自分を抑えながら生活することにも慣れたせいか,中学生に上がるころにはかなり自分のことを許せるようにもなったし,同時に少しずつ周りにオープンに接することができるようにもなっていた。
それは,周りから特異な目で見られることも同時に受け入れることではあったが,順応しながら少しづつ自分というものを出してきた甲斐もあってか特に学校で問題視されたり,親を呼び出されたり,連絡が行ったりするといったことは無かった。それがないだけで私はなんだって構わなかった。
しかし,しょせん10歳とちょっとしか生きていない人間だ。全てのことを自分でするわけにはいかないし,自分が良いと感じているときには,誰にだって迷惑をかけることはないというものではなかった。特に親には。
私が頑張っている姿を見るのが好きな母は,学校行事は欠かすことなく足を運んで見に来てくれていた。私はそのことを疎ましく思うことはなかったし,仕事にわざわざ都合をつけて来てくれるのは嬉しかった。年頃の女の子にしては珍しいことかもしれないが,私は親が好きで,自慢で誇らしくて,いつもそばにいてほしかった。私を見て微笑んでいてほしかった。よく頑張っているねって褒め続けられたかった。
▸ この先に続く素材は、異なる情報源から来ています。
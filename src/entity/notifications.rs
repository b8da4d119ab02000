//! 通知实体

use sea_orm::entity::prelude::*;

#[derive(Clone, Debug, PartialEq, DeriveEntityModel)]
#[sea_orm(table_name = "notifications")]
pub struct Model {
    #[sea_orm(primary_key)]
    pub id: i64,
    /// 接收者
    pub user_id: i64,
    pub class_id: Option<i64>,
    pub notification_type: String,
    pub content: String,
    pub content_url: Option<String>,
    pub is_read: bool,
    pub created_at: i64,
}

#[derive(Copy, Clone, Debug, EnumIter, DeriveRelation)]
pub enum Relation {
    #[sea_orm(
        belongs_to = "super::users::Entity",
        from = "Column::UserId",
        to = "super::users::Column::Id"
    )]
    User,
}

impl Related<super::users::Entity> for Entity {
    fn to() -> RelationDef {
        Relation::User.def()
    }
}

impl ActiveModelBehavior for ActiveModel {}

// 从数据库模型转换为业务模型
impl Model {
    pub fn into_notification(self) -> crate::models::notifications::entities::Notification {
        use crate::models::notifications::entities::{Notification, NotificationType};

        Notification {
            id: self.id,
            user_id: self.user_id,
            class_id: self.class_id,
            notification_type: self
                .notification_type
                .parse::<NotificationType>()
                .unwrap_or(NotificationType::System),
            content: self.content,
            content_url: self.content_url,
            is_read: self.is_read,
            created_at: super::to_datetime(self.created_at),
        }
    }
}
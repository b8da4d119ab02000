use actix_web::{HttpRequest, HttpResponse, Result as ActixResult, web};
use once_cell::sync::Lazy;

use crate::middlewares;
use crate::models::auth::{
    entities::OAuthProvider,
    requests::{
        LoginRequest, OAuthCallbackQuery, RegisterRequest, RequestTokenRequest,
        ResetPasswordRequest, SendResetPasswordRequest, VerifyEmailQuery,
    },
};
use crate::services::AuthService;

// 懒加载的全局 AuthService 实例
static AUTH_SERVICE: Lazy<AuthService> = Lazy::new(AuthService::new_lazy);

pub async fn register(
    req: HttpRequest,
    user_data: web::Json<RegisterRequest>,
) -> ActixResult<HttpResponse> {
    AUTH_SERVICE.register(&req, user_data.into_inner()).await
}

pub async fn login(
    req: HttpRequest,
    user_data: web::Json<LoginRequest>,
) -> ActixResult<HttpResponse> {
    AUTH_SERVICE.login(&req, user_data.into_inner()).await
}

pub async fn request_token(body: web::Json<RequestTokenRequest>) -> ActixResult<HttpResponse> {
    AUTH_SERVICE.request_token(body.into_inner()).await
}

pub async fn verify_email(
    req: HttpRequest,
    query: web::Query<VerifyEmailQuery>,
) -> ActixResult<HttpResponse> {
    AUTH_SERVICE.verify_email(&req, query.into_inner()).await
}

pub async fn send_reset_password(
    req: HttpRequest,
    body: web::Json<SendResetPasswordRequest>,
) -> ActixResult<HttpResponse> {
    AUTH_SERVICE
        .send_reset_password(&req, body.into_inner())
        .await
}

pub async fn reset_password(
    req: HttpRequest,
    body: web::Json<ResetPasswordRequest>,
) -> ActixResult<HttpResponse> {
    AUTH_SERVICE.reset_password(&req, body.into_inner()).await
}

pub async fn facebook_login(req: HttpRequest) -> ActixResult<HttpResponse> {
    AUTH_SERVICE
        .oauth_redirect(&req, OAuthProvider::Facebook)
        .await
}

pub async fn facebook_callback(
    req: HttpRequest,
    query: web::Query<OAuthCallbackQuery>,
) -> ActixResult<HttpResponse> {
    AUTH_SERVICE
        .oauth_callback(&req, OAuthProvider::Facebook, query.into_inner())
        .await
}

pub async fn google_login(req: HttpRequest) -> ActixResult<HttpResponse> {
    AUTH_SERVICE.oauth_redirect(&req, OAuthProvider::Google).await
}

pub async fn google_callback(
    req: HttpRequest,
    query: web::Query<OAuthCallbackQuery>,
) -> ActixResult<HttpResponse> {
    AUTH_SERVICE
        .oauth_callback(&req, OAuthProvider::Google, query.into_inner())
        .await
}

pub async fn me(request: HttpRequest) -> ActixResult<HttpResponse> {
    AUTH_SERVICE.me(&request).await
}

// 配置路由
pub fn configure_auth_routes(cfg: &mut web::ServiceConfig) {
    cfg.service(
        web::scope("/auth")
            .service(
                web::resource("/register")
                    .wrap(middlewares::RateLimit::register())
                    .route(web::post().to(register)),
            )
            .service(
                web::resource("/login")
                    .wrap(middlewares::RateLimit::login())
                    .route(web::post().to(login)),
            )
            .service(
                web::resource("/send-reset-password")
                    .wrap(middlewares::RateLimit::reset_password())
                    .route(web::post().to(send_reset_password)),
            )
            .route("/request-token", web::post().to(request_token))
            .route("/reset-password", web::post().to(reset_password))
            .route("/verify", web::get().to(verify_email))
            .route("/facebook", web::get().to(facebook_login))
            .route("/facebook/callback", web::get().to(facebook_callback))
            .route("/google", web::get().to(google_login))
            .route("/google/callback", web::get().to(google_callback))
            .service(
                web::resource("/me")
                    .wrap(middlewares::RequireJWT)
                    .route(web::get().to(me)),
            ),
    );
}
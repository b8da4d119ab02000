pub mod entities;
pub mod requests;
pub mod responses;

pub use requests::{LoginRequest, RegisterRequest};
pub use responses::AuthResponse;
use std::sync::Arc;

use actix_web::{HttpRequest, HttpResponse, Result as ActixResult};
use tracing::info;

use super::{ReviewService, review_url};
use crate::errors::{GradebookError, Result};
use crate::models::{
    ApiResponse,
    notifications::entities::NotificationType,
    reviews::{requests::FinalizeReviewRequest, responses::FinalizeResponse},
};
use crate::services::grades::check_grade_in_class;
use crate::services::notifications::notify_users;
use crate::storage::Storage;

pub async fn handle_make_review_final(
    service: &ReviewService,
    request: &HttpRequest,
    class_id: i64,
    body: FinalizeReviewRequest,
) -> ActixResult<HttpResponse> {
    let storage = service.get_storage(request)?;
    let response = make_review_final(&storage, class_id, body).await?;
    Ok(ApiResponse::success(response, "Finalize grade successfully").into_response())
}

/// 教师确定最终成绩
///
/// 更新 (班级, 成绩组成, 学号) 对应的一条成绩；若该成绩有待处理的复查，一并确定并通知学生。
/// 没有复查也允许直接修改成绩。
pub async fn make_review_final(
    storage: &Arc<dyn Storage>,
    class_id: i64,
    body: FinalizeReviewRequest,
) -> Result<FinalizeResponse> {
    if !body.final_grade.is_finite() || body.final_grade < 0.0 {
        return Err(GradebookError::validation(
            "Final grade must be a non-negative number",
        ));
    }
    let grade = check_grade_in_class(storage, class_id, body.grade_id).await?;

    let response = storage
        .finalize_grade(class_id, body.grade_id, &body.student_id, body.final_grade)
        .await?
        .ok_or_else(|| GradebookError::not_found("Student grade not found"))?;
    info!(
        "Grade {} of student {} finalized to {}",
        body.grade_id, body.student_id, body.final_grade
    );

    if let Some(review) = &response.review
        && let Some(member) = storage
            .get_class_user_by_student_id(class_id, &body.student_id)
            .await?
    {
        notify_users(
            storage,
            &[member.user_id],
            class_id,
            NotificationType::ReviewFinal,
            &format!(
                "Your grade review of {} was finalized with {}",
                grade.name, body.final_grade
            ),
            &review_url(class_id, review.grade_id, review.id),
        )
        .await;
    }

    Ok(response)
}

#[cfg(test)]
mod tests {
    use super::*;
    use crate::models::notifications::requests::NotificationListQuery;
    use crate::models::reviews::entities::ReviewStatus;
    use crate::services::reviews::create::create_review;
    use crate::services::reviews::fixtures::{classroom, review_request};

    fn finalize(grade_id: i64, student_id: &str, final_grade: f64) -> FinalizeReviewRequest {
        FinalizeReviewRequest {
            grade_id,
            student_id: student_id.to_string(),
            final_grade,
        }
    }

    #[actix_web::test]
    async fn test_review_lifecycle() {
        let room = classroom().await;
        let review = create_review(
            &room.storage,
            room.student.id,
            room.class_id,
            review_request(room.grade.id),
        )
        .await
        .unwrap();

        let response = make_review_final(
            &room.storage,
            room.class_id,
            finalize(room.grade.id, "S1", 9.5),
        )
        .await
        .unwrap();
        assert_eq!(response.student_composition.grade, 9.5);
        let finalized = response.review.unwrap();
        assert_eq!(finalized.id, review.id);
        assert_eq!(finalized.status, ReviewStatus::Finalized);
        assert_eq!(finalized.final_grade, Some(9.5));

        // 只改了 S1 的成绩
        let s2 = room
            .storage
            .get_student_composition(room.grade.id, "S2")
            .await
            .unwrap()
            .unwrap();
        assert_eq!(s2.grade, 8.0);

        let notifications = room
            .storage
            .list_notifications(
                room.student.id,
                NotificationListQuery {
                    pagination: Default::default(),
                },
            )
            .await
            .unwrap();
        assert_eq!(notifications.items.len(), 1);
        assert_eq!(
            notifications.items[0].notification_type,
            NotificationType::ReviewFinal
        );

        // 已确定的复查不能再次申请
        let err = create_review(
            &room.storage,
            room.student.id,
            room.class_id,
            review_request(room.grade.id),
        )
        .await
        .unwrap_err();
        assert_eq!(err.code(), "E013");
    }

    #[actix_web::test]
    async fn test_finalize_without_review_only_updates_grade() {
        let room = classroom().await;

        let response = make_review_final(
            &room.storage,
            room.class_id,
            finalize(room.grade.id, "S2", 7.0),
        )
        .await
        .unwrap();
        assert!(response.review.is_none());
        assert_eq!(response.student_composition.grade, 7.0);
    }

    #[actix_web::test]
    async fn test_unknown_student_changes_nothing() {
        let room = classroom().await;

        let err = make_review_final(
            &room.storage,
            room.class_id,
            finalize(room.grade.id, "S9", 9.5),
        )
        .await
        .unwrap_err();
        assert_eq!(err, GradebookError::not_found("Student grade not found"));

        for (code, expected) in [("S1", 6.0), ("S2", 8.0)] {
            let score = room
                .storage
                .get_student_composition(room.grade.id, code)
                .await
                .unwrap()
                .unwrap();
            assert_eq!(score.grade, expected);
        }
    }
}
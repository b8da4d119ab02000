use super::entities::ClassUserRole;

// 新增班级成员（存储层使用）
#[derive(Debug, Clone)]
pub struct NewClassUser {
    pub user_id: i64,
    pub class_id: i64,
    pub role: ClassUserRole,
    pub student_id: Option<String>,
}
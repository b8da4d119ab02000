use serde::{Deserialize, Serialize};
use ts_rs::TS;

#[derive(Debug, Clone, Serialize, Deserialize, TS)]
#[serde(rename_all = "camelCase")]
#[ts(export, export_to = "../frontend/src/types/generated/class.ts")]
pub struct Class {
    // 班级ID
    pub id: i64,
    // 创建者（班级所有者）
    pub owner_id: i64,
    pub name: String,
    pub title: String,
    pub description: Option<String>,
    pub subject: Option<String>,
    pub created_at: chrono::DateTime<chrono::Utc>,
    pub updated_at: chrono::DateTime<chrono::Utc>,
}
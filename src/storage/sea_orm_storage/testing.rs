//! 测试数据构造

use super::SeaOrmStorage;
use crate::models::{
    class_users::{entities::ClassUserRole, requests::NewClassUser},
    classes::{entities::Class, requests::CreateClassRequest},
    grades::{entities::GradeComposition, requests::CreateGradeCompositionRequest},
    users::{entities::UserRole, requests::CreateUserRequest},
};

pub(crate) async fn seed_user(storage: &SeaOrmStorage, email: &str) -> i64 {
    storage
        .create_user_impl(CreateUserRequest {
            email: email.to_string(),
            fullname: format!("User {email}"),
            password_hash: None,
            img_url: Some(format!("https://img/{email}")),
            facebook_id: None,
            google_id: None,
            role: UserRole::User,
            is_verified: true,
        })
        .await
        .unwrap()
        .id
}

pub(crate) async fn seed_class(storage: &SeaOrmStorage, owner_id: i64, name: &str) -> Class {
    storage
        .create_class_impl(
            owner_id,
            CreateClassRequest {
                name: name.to_string(),
                title: format!("{name} title"),
                description: None,
                subject: None,
            },
        )
        .await
        .unwrap()
}

pub(crate) async fn enroll_student(
    storage: &SeaOrmStorage,
    user_id: i64,
    class_id: i64,
    student_id: &str,
) {
    storage
        .add_class_user_impl(NewClassUser {
            user_id,
            class_id,
            role: ClassUserRole::Student,
            student_id: Some(student_id.to_string()),
        })
        .await
        .unwrap();
}

pub(crate) async fn seed_grade(
    storage: &SeaOrmStorage,
    class_id: i64,
    name: &str,
) -> GradeComposition {
    storage
        .create_grade_composition_impl(
            class_id,
            CreateGradeCompositionRequest {
                name: name.to_string(),
                weight: 30,
                position: None,
            },
        )
        .await
        .unwrap()
}
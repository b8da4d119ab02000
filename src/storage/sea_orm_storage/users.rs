use super::{SeaOrmStorage, map_insert_err};
use crate::entity::users::{ActiveModel, Column, Entity as Users};
use crate::errors::{GradebookError, Result};
use crate::models::{
    auth::entities::OAuthProvider,
    users::{entities::User, requests::CreateUserRequest},
};
use sea_orm::{ActiveModelTrait, ColumnTrait, EntityTrait, QueryFilter, Set, sea_query::Expr};

impl SeaOrmStorage {
    /// 创建用户
    pub async fn create_user_impl(&self, req: CreateUserRequest) -> Result<User> {
        let now = chrono::Utc::now().timestamp();

        let model = ActiveModel {
            email: Set(req.email),
            fullname: Set(req.fullname),
            password_hash: Set(req.password_hash),
            img_url: Set(req.img_url),
            facebook_id: Set(req.facebook_id),
            google_id: Set(req.google_id),
            role: Set(req.role.to_string()),
            is_verified: Set(req.is_verified),
            created_at: Set(now),
            updated_at: Set(now),
            ..Default::default()
        };

        let result = model
            .insert(&self.db)
            .await
            .map_err(|e| map_insert_err(e, "Email already registered", "创建用户失败"))?;

        Ok(result.into_user())
    }

    /// 通过 ID 获取用户
    pub async fn get_user_by_id_impl(&self, id: i64) -> Result<Option<User>> {
        let result = Users::find_by_id(id)
            .one(&self.db)
            .await
            .map_err(|e| GradebookError::database_operation(format!("查询用户失败: {e}")))?;

        Ok(result.map(|m| m.into_user()))
    }

    /// 通过邮箱获取用户
    pub async fn get_user_by_email_impl(&self, email: &str) -> Result<Option<User>> {
        let result = Users::find()
            .filter(Column::Email.eq(email))
            .one(&self.db)
            .await
            .map_err(|e| GradebookError::database_operation(format!("查询用户失败: {e}")))?;

        Ok(result.map(|m| m.into_user()))
    }

    /// 通过第三方账号 ID 获取用户
    pub async fn get_user_by_provider_id_impl(
        &self,
        provider: OAuthProvider,
        provider_id: &str,
    ) -> Result<Option<User>> {
        let column = match provider {
            OAuthProvider::Facebook => Column::FacebookId,
            OAuthProvider::Google => Column::GoogleId,
        };

        let result = Users::find()
            .filter(column.eq(provider_id))
            .one(&self.db)
            .await
            .map_err(|e| GradebookError::database_operation(format!("查询用户失败: {e}")))?;

        Ok(result.map(|m| m.into_user()))
    }

    /// 更新密码哈希
    pub async fn update_user_password_impl(&self, id: i64, password_hash: &str) -> Result<bool> {
        let result = Users::update_many()
            .col_expr(Column::PasswordHash, Expr::value(password_hash))
            .col_expr(Column::UpdatedAt, Expr::value(chrono::Utc::now().timestamp()))
            .filter(Column::Id.eq(id))
            .exec(&self.db)
            .await
            .map_err(|e| GradebookError::database_operation(format!("更新密码失败: {e}")))?;

        Ok(result.rows_affected > 0)
    }

    /// 标记邮箱已验证
    pub async fn mark_user_verified_impl(&self, id: i64) -> Result<bool> {
        let result = Users::update_many()
            .col_expr(Column::IsVerified, Expr::value(true))
            .col_expr(Column::UpdatedAt, Expr::value(chrono::Utc::now().timestamp()))
            .filter(Column::Id.eq(id))
            .exec(&self.db)
            .await
            .map_err(|e| GradebookError::database_operation(format!("更新验证状态失败: {e}")))?;

        Ok(result.rows_affected > 0)
    }

    /// 绑定第三方账号
    ///
    /// 第三方已经验证过邮箱，绑定后账号视为已验证。
    pub async fn link_oauth_account_impl(
        &self,
        id: i64,
        provider: OAuthProvider,
        provider_id: &str,
        img_url: Option<String>,
    ) -> Result<Option<User>> {
        let Some(existing) = Users::find_by_id(id)
            .one(&self.db)
            .await
            .map_err(|e| GradebookError::database_operation(format!("查询用户失败: {e}")))?
        else {
            return Ok(None);
        };

        let keep_img = existing.img_url.is_some();
        let mut model: ActiveModel = existing.into();
        match provider {
            OAuthProvider::Facebook => model.facebook_id = Set(Some(provider_id.to_string())),
            OAuthProvider::Google => model.google_id = Set(Some(provider_id.to_string())),
        }
        if !keep_img && img_url.is_some() {
            model.img_url = Set(img_url);
        }
        model.is_verified = Set(true);
        model.updated_at = Set(chrono::Utc::now().timestamp());

        let result = model.update(&self.db).await.map_err(|e| {
            map_insert_err(
                e,
                "This account is already linked to another user",
                "绑定第三方账号失败",
            )
        })?;

        Ok(Some(result.into_user()))
    }
}

#[cfg(test)]
mod tests {
    use super::*;
    use crate::models::users::entities::UserRole;

    fn new_user(email: &str) -> CreateUserRequest {
        CreateUserRequest {
            email: email.to_string(),
            fullname: "Test User".to_string(),
            password_hash: Some("hash".to_string()),
            img_url: None,
            facebook_id: None,
            google_id: None,
            role: UserRole::User,
            is_verified: false,
        }
    }

    #[tokio::test]
    async fn test_duplicate_email_is_conflict() {
        let storage = SeaOrmStorage::connect_in_memory().await.unwrap();
        storage.create_user_impl(new_user("a@x.com")).await.unwrap();
        let err = storage
            .create_user_impl(new_user("a@x.com"))
            .await
            .unwrap_err();
        assert_eq!(err, GradebookError::conflict("Email already registered"));
    }

    #[tokio::test]
    async fn test_link_oauth_account() {
        let storage = SeaOrmStorage::connect_in_memory().await.unwrap();
        let user = storage.create_user_impl(new_user("b@x.com")).await.unwrap();
        assert!(!user.is_verified);

        let linked = storage
            .link_oauth_account_impl(
                user.id,
                OAuthProvider::Facebook,
                "fb-123",
                Some("https://img/1.png".to_string()),
            )
            .await
            .unwrap()
            .unwrap();
        assert!(linked.is_verified);
        assert_eq!(linked.facebook_id.as_deref(), Some("fb-123"));
        assert_eq!(linked.img_url.as_deref(), Some("https://img/1.png"));

        let found = storage
            .get_user_by_provider_id_impl(OAuthProvider::Facebook, "fb-123")
            .await
            .unwrap();
        assert_eq!(found.map(|u| u.id), Some(user.id));
        assert!(
            storage
                .get_user_by_provider_id_impl(OAuthProvider::Google, "fb-123")
                .await
                .unwrap()
                .is_none()
        );
    }

    #[tokio::test]
    async fn test_update_password_and_verify() {
        let storage = SeaOrmStorage::connect_in_memory().await.unwrap();
        let user = storage.create_user_impl(new_user("c@x.com")).await.unwrap();

        assert!(storage.update_user_password_impl(user.id, "new-hash").await.unwrap());
        assert!(storage.mark_user_verified_impl(user.id).await.unwrap());
        assert!(!storage.mark_user_verified_impl(9999).await.unwrap());

        let user = storage.get_user_by_id_impl(user.id).await.unwrap().unwrap();
        assert_eq!(user.password_hash.as_deref(), Some("new-hash"));
        assert!(user.is_verified);
    }
}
しかし,そんな毎日のなかにあった希望とも言えない望みは土台から音をたてて崩れていった。しょせん,地盤は緩んでいた危険区域にあったのに,そこにいる私にはその感覚がなかったのだから情けない。
事件はその思い出したくもない参観日。
明かさないと決めた秘密。
茜と菜々美に語ることは許されるのだろうか。
誰にも打ち明けないと決めるでもなく,心の奥底にしまった記憶。転校するまでは,自分の悩みは誰にも打ち明けない。苦しみは自分の中だけに存在したらいい。深く友達と関わりすぎない。自分のテリトリーに必要以上に踏み込ませない。そうすることが円満で誰も気付つけないことだと表いた。でも,今は心から居心地が良いと思える友達がいる。大切な人がいる。伝えたい人がいる。その事実は何よりも自分を強く支えてくれる気がした。
不安な気持ちはあるけれど,心を許した友達には全てを打ち明けたいという気持ちが勝った。きっと,彼女たちは私を嘲笑したり,理解不能なものとして遠ざけたり,恐れて蔑んだりすることは無い。その信頼は私に一歩踏み出す勇気を与えてくれた。
それでも,茜にまで言うべきかどうかは分からず最後までは悩んでいたのだけれども,言おう。